You could end up overcharging or undercharging your customers, which is bad for both your company and your customers.
Companies may also resort to competitor-based pricing. Competitor-based pricing relies on checking to see what prices similar companies have published for their products and then pricing your products similarly.
For instance, Jet claims that their prices are at least 10-15% below any other prices for that item that you’ll find online. They offer significant discounts and price slashes in their race-to-the-bottom to substantiate that claim.
Competitor-based pricing assumes your competitors have done the work that you don’t want to do to create a good strategy. But they might not have done it either.
That means you’re not just a copycat — you’re likely to tank along with your competition due to a shoddy pricing scheme.
There’s only one way to make sure that you’re not losing money and customers: value-based pricing.
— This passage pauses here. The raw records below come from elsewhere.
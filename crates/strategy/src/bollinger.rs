//! Bollinger band mean-reversion scorer.

use crate::indicators::{closes, sma, stddev};
use crate::scorer::{Scorer, ScorerInput};
use quorum_core::types::{Signal, Strength, StrategyId, StrategyOpinion};

pub struct BollingerScorer {
    period: usize,
    band_mult: f64,
}

impl BollingerScorer {
    #[must_use]
    pub const fn new() -> Self {
        Self {
            period: 20,
            band_mult: 2.0,
        }
    }
}

impl Default for BollingerScorer {
    fn default() -> Self {
        Self::new()
    }
}

impl Scorer for BollingerScorer {
    fn id(&self) -> StrategyId {
        StrategyId::Bollinger
    }

    fn score(&self, input: &ScorerInput) -> StrategyOpinion {
        let prices = closes(input.primary_candles());
        let (Some(mean), Some(deviation)) =
            (sma(&prices, self.period), stddev(&prices, self.period))
        else {
            return StrategyOpinion::abstain(self.id());
        };
        let Some(last) = prices.last().copied() else {
            return StrategyOpinion::abstain(self.id());
        };
        // Zero width means a dead market, not a band touch.
        if deviation <= f64::EPSILON {
            return StrategyOpinion::new(self.id(), Signal::Hold, Strength::Low);
        }

        let z = (last - mean) / deviation;
        let (signal, strength) = if z <= -self.band_mult {
            let strength = if z <= -self.band_mult - 0.5 {
                Strength::VeryHigh
            } else {
                Strength::High
            };
            (Signal::Buy, strength)
        } else if z >= self.band_mult {
            let strength = if z >= self.band_mult + 0.5 {
                Strength::VeryHigh
            } else {
                Strength::High
            };
            (Signal::Sell, strength)
        } else {
            (Signal::Hold, Strength::Low)
        };

        StrategyOpinion::new(self.id(), signal, strength)
    }
}

#[cfg(test)]
mod tests {
    use super::*;
    use chrono::{TimeZone, Utc};
    use quorum_core::types::{Candle, Horizon};
    use rust_decimal::Decimal;
    use std::collections::HashMap;

    fn input_from_closes(closes: &[f64]) -> ScorerInput {
        let candles: Vec<Candle> = closes
            .iter()
            .enumerate()
            .map(|(i, close)| {
                let close = Decimal::try_from(*close).unwrap();
                Candle {
                    open_time: Utc.timestamp_opt(1_700_000_000 + i as i64 * 900, 0).unwrap(),
                    open: close,
                    high: close,
                    low: close,
                    close,
                    volume: Decimal::ONE,
                }
            })
            .collect();
        let current_price = candles.last().map_or(Decimal::ZERO, |c| c.close);
        ScorerInput {
            symbol: "SOLUSDT".to_string(),
            primary: Horizon::Min15,
            candles_by_horizon: HashMap::from([(Horizon::Min15, candles)]),
            current_price,
        }
    }

    #[test]
    fn spike_below_the_lower_band_buys() {
        // Mild noise around 100, then a hard drop on the last bar.
        let mut closes: Vec<f64> = (0..24)
            .map(|i| 100.0 + if i % 2 == 0 { 0.5 } else { -0.5 })
            .collect();
        closes.push(90.0);
        let opinion = BollingerScorer::new().score(&input_from_closes(&closes));
        assert_eq!(opinion.signal, Signal::Buy);
        assert!(opinion.strength >= Strength::High);
    }

    #[test]
    fn spike_above_the_upper_band_sells() {
        let mut closes: Vec<f64> = (0..24)
            .map(|i| 100.0 + if i % 2 == 0 { 0.5 } else { -0.5 })
            .collect();
        closes.push(110.0);
        let opinion = BollingerScorer::new().score(&input_from_closes(&closes));
        assert_eq!(opinion.signal, Signal::Sell);
        assert!(opinion.strength >= Strength::High);
    }

    #[test]
    fn price_inside_the_bands_holds() {
        let closes: Vec<f64> = (0..30)
            .map(|i| 100.0 + if i % 2 == 0 { 0.5 } else { -0.5 })
            .collect();
        let opinion = BollingerScorer::new().score(&input_from_closes(&closes));
        assert_eq!(opinion.signal, Signal::Hold);
    }

    #[test]
    fn dead_flat_market_holds_instead_of_dividing_by_zero() {
        let closes = vec![100.0; 30];
        let opinion = BollingerScorer::new().score(&input_from_closes(&closes));
        assert_eq!(opinion.signal, Signal::Hold);
    }

    #[test]
    fn short_history_abstains() {
        let closes = vec![100.0; 10];
        let opinion = BollingerScorer::new().score(&input_from_closes(&closes));
        assert_eq!(opinion, StrategyOpinion::abstain(StrategyId::Bollinger));
    }
}
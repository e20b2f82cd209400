pub mod binance;
pub mod gateway;
pub mod paper;

pub use binance::BinanceFuturesGateway;
pub use gateway::{ExchangeGateway, GatewayError, OrderFill};
pub use paper::{PaperExecution, StaticGateway};
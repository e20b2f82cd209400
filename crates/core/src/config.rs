use crate::types::{Horizon, StrategyId};
use anyhow::Result;
use serde::{Deserialize, Serialize};
use std::collections::HashMap;

#[derive(Debug, Clone, Copy, PartialEq, Eq, Serialize, Deserialize)]
#[serde(rename_all = "lowercase")]
pub enum TradeMode {
    /// Real market data, simulated fills. The default.
    Paper,
    /// Signed orders against the real account.
    Live,
}

#[derive(Debug, Clone, Serialize, Deserialize)]
#[serde(default)]
pub struct AppConfig {
    pub mode: TradeMode,
    pub server: ServerConfig,
    pub database: DatabaseConfig,
    pub exchange: ExchangeConfig,
    pub notifier: NotifierConfig,
    pub trading: TradingConfig,
    pub scheduler: SchedulerConfig,
    pub consensus: ConsensusConfig,
    pub gate: GateConfig,
}

#[derive(Debug, Clone, Serialize, Deserialize)]
#[serde(default)]
pub struct ServerConfig {
    pub host: String,
    pub port: u16,
}

#[derive(Debug, Clone, Serialize, Deserialize)]
#[serde(default)]
pub struct DatabaseConfig {
    pub url: String,
}

#[derive(Debug, Clone, Serialize, Deserialize)]
#[serde(default)]
pub struct ExchangeConfig {
    pub api_url: String,
    pub api_key: String,
    pub api_secret: String,
}

#[derive(Debug, Clone, Serialize, Deserialize)]
#[serde(default)]
pub struct NotifierConfig {
    /// Webhook target for trade and report notifications. Log-only when unset.
    pub webhook_url: Option<String>,
}

#[derive(Debug, Clone, Serialize, Deserialize)]
#[serde(default)]
pub struct TradingConfig {
    pub watchlist: Vec<String>,
    /// Maximum concurrently open positions.
    pub capacity: usize,
    /// Account currency lost if a position stops out.
    pub risk_amount: f64,
    pub stop_atr_mult: f64,
    pub profit_atr_mult: f64,
    /// Budget for one symbol's scan before it is abandoned for this cycle.
    pub per_symbol_timeout_secs: u64,
    /// Candles fetched per horizon for scoring.
    pub candle_history: usize,
    pub primary_horizon: Horizon,
    pub confirmation_horizons: Vec<Horizon>,
}

#[derive(Debug, Clone, Serialize, Deserialize)]
#[serde(default)]
pub struct SchedulerConfig {
    pub scan_interval_secs: u64,
    pub watch_interval_secs: u64,
    pub report_interval_secs: u64,
}

#[derive(Debug, Clone, Serialize, Deserialize)]
#[serde(default)]
pub struct ConsensusConfig {
    /// Per-strategy vote weight. Unlisted strategies get a small default.
    pub weights: HashMap<StrategyId, f64>,
    pub min_confidence: f64,
    pub min_stars: u8,
}

#[derive(Debug, Clone, Serialize, Deserialize)]
#[serde(default)]
pub struct GateConfig {
    pub enabled: bool,
    /// ATR as a percentage of price below which a symbol is skipped.
    pub min_atr_pct: f64,
    /// ATR lookback in candles.
    pub lookback: usize,
}

impl Default for AppConfig {
    fn default() -> Self {
        Self {
            mode: TradeMode::Paper,
            server: ServerConfig::default(),
            database: DatabaseConfig::default(),
            exchange: ExchangeConfig::default(),
            notifier: NotifierConfig::default(),
            trading: TradingConfig::default(),
            scheduler: SchedulerConfig::default(),
            consensus: ConsensusConfig::default(),
            gate: GateConfig::default(),
        }
    }
}

impl Default for ServerConfig {
    fn default() -> Self {
        Self {
            host: "0.0.0.0".to_string(),
            port: 8080,
        }
    }
}

impl Default for DatabaseConfig {
    fn default() -> Self {
        Self {
            url: "sqlite://quorum.db?mode=rwc".to_string(),
        }
    }
}

impl Default for ExchangeConfig {
    fn default() -> Self {
        Self {
            api_url: "https://fapi.binance.com".to_string(),
            api_key: String::new(),
            api_secret: String::new(),
        }
    }
}

impl Default for NotifierConfig {
    fn default() -> Self {
        Self { webhook_url: None }
    }
}

impl Default for TradingConfig {
    fn default() -> Self {
        Self {
            watchlist: vec!["BTCUSDT".to_string(), "ETHUSDT".to_string()],
            capacity: 3,
            risk_amount: 20.0,
            stop_atr_mult: 1.5,
            profit_atr_mult: 3.0,
            per_symbol_timeout_secs: 60,
            candle_history: 100,
            primary_horizon: Horizon::Min15,
            confirmation_horizons: vec![Horizon::Hour1, Horizon::Hour4],
        }
    }
}

impl Default for SchedulerConfig {
    fn default() -> Self {
        Self {
            scan_interval_secs: 900,
            watch_interval_secs: 300,
            report_interval_secs: 86_400,
        }
    }
}

impl Default for ConsensusConfig {
    fn default() -> Self {
        let mut weights = HashMap::new();
        weights.insert(StrategyId::EmaTrend, 0.3);
        weights.insert(StrategyId::RsiReversal, 0.25);
        weights.insert(StrategyId::Bollinger, 0.25);
        weights.insert(StrategyId::MacdMomentum, 0.2);
        Self {
            weights,
            min_confidence: 0.5,
            min_stars: 3,
        }
    }
}

impl Default for GateConfig {
    fn default() -> Self {
        Self {
            enabled: true,
            min_atr_pct: 0.5,
            lookback: 14,
        }
    }
}

impl AppConfig {
    /// Validates invariants that serde defaults cannot enforce.
    ///
    /// Called once at startup; a failure here is fatal by design, most
    /// importantly live mode without credentials.
    ///
    /// # Errors
    ///
    /// Returns an error describing the first violated constraint.
    pub fn validate(&self) -> Result<()> {
        if self.mode == TradeMode::Live
            && (self.exchange.api_key.is_empty() || self.exchange.api_secret.is_empty())
        {
            anyhow::bail!("live mode requires exchange.api_key and exchange.api_secret");
        }
        if self.trading.watchlist.is_empty() {
            anyhow::bail!("trading.watchlist must name at least one symbol");
        }
        if self.trading.capacity == 0 {
            anyhow::bail!("trading.capacity must be at least 1");
        }
        if self.trading.risk_amount <= 0.0 {
            anyhow::bail!("trading.risk_amount must be positive");
        }
        if self.trading.stop_atr_mult <= 0.0 || self.trading.profit_atr_mult <= 0.0 {
            anyhow::bail!("trading ATR multiples must be positive");
        }
        if self.trading.candle_history < self.gate.lookback + 1 {
            anyhow::bail!("trading.candle_history too short for the gate lookback");
        }
        if !(0.0..=1.0).contains(&self.consensus.min_confidence) {
            anyhow::bail!("consensus.min_confidence must be within [0, 1]");
        }
        if !(1..=5).contains(&self.consensus.min_stars) {
            anyhow::bail!("consensus.min_stars must be within 1..=5");
        }
        if self.consensus.weights.values().any(|w| *w < 0.0) {
            anyhow::bail!("consensus.weights must be non-negative");
        }
        if self.scheduler.scan_interval_secs == 0
            || self.scheduler.watch_interval_secs == 0
            || self.scheduler.report_interval_secs == 0
        {
            anyhow::bail!("scheduler intervals must be positive");
        }
        Ok(())
    }
}
//! Aggregates derived from closed positions.
//!
//! Statistics are never stored: they are recomputed from ledger rows on
//! demand, so the ledger stays the single source of truth.

use quorum_core::types::Position;
use rust_decimal::Decimal;
use serde::Serialize;

#[derive(Debug, Clone, Default, Serialize)]
pub struct TradeStats {
    pub trades: usize,
    pub wins: usize,
    pub losses: usize,
    pub total_pnl: Decimal,
    pub win_rate: f64,
    pub best_trade: Option<Decimal>,
    pub worst_trade: Option<Decimal>,
}

impl TradeStats {
    /// Folds closed positions into summary statistics. Open positions and
    /// rows without a recorded P&L are skipped. Break-even closes count
    /// as losses.
    #[must_use]
    pub fn from_positions(positions: &[Position]) -> Self {
        let mut stats = Self::default();

        for position in positions {
            let Some(pnl) = position.realized_pnl else {
                continue;
            };
            if position.is_open() {
                continue;
            }

            stats.trades += 1;
            if pnl > Decimal::ZERO {
                stats.wins += 1;
            } else {
                stats.losses += 1;
            }
            stats.total_pnl += pnl;
            stats.best_trade = Some(stats.best_trade.map_or(pnl, |best| best.max(pnl)));
            stats.worst_trade = Some(stats.worst_trade.map_or(pnl, |worst| worst.min(pnl)));
        }

        if stats.trades > 0 {
            stats.win_rate = stats.wins as f64 / stats.trades as f64;
        }
        stats
    }
}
Value-based pricing ensures that your customers feel happy paying your price for the value they’re getting. Pricing according to the value your customer sees in your product prevents you from short-changing yourself while creating an experience for customers that’s most aligned with their expectations.
You’ll also strengthen your brand name, build better customer relationships, and ultimately improve your bottom line. Value-based pricing is the only true win-win scenario for you and your customer.
But first, what is value-based pricing, and how do you compute this type of retail markup?
A value-based pricing system charges customers according to the value the customers receive from a product.
A successful value-based pricing system aligns with what the customer is willing to pay for a product that delivers the solution they need.
Why does this matter?
Because customers that are happy to pay for the value they receive are customers that retain and buy again. One study found that increasing retention by 5% can increase profits by up to 125%.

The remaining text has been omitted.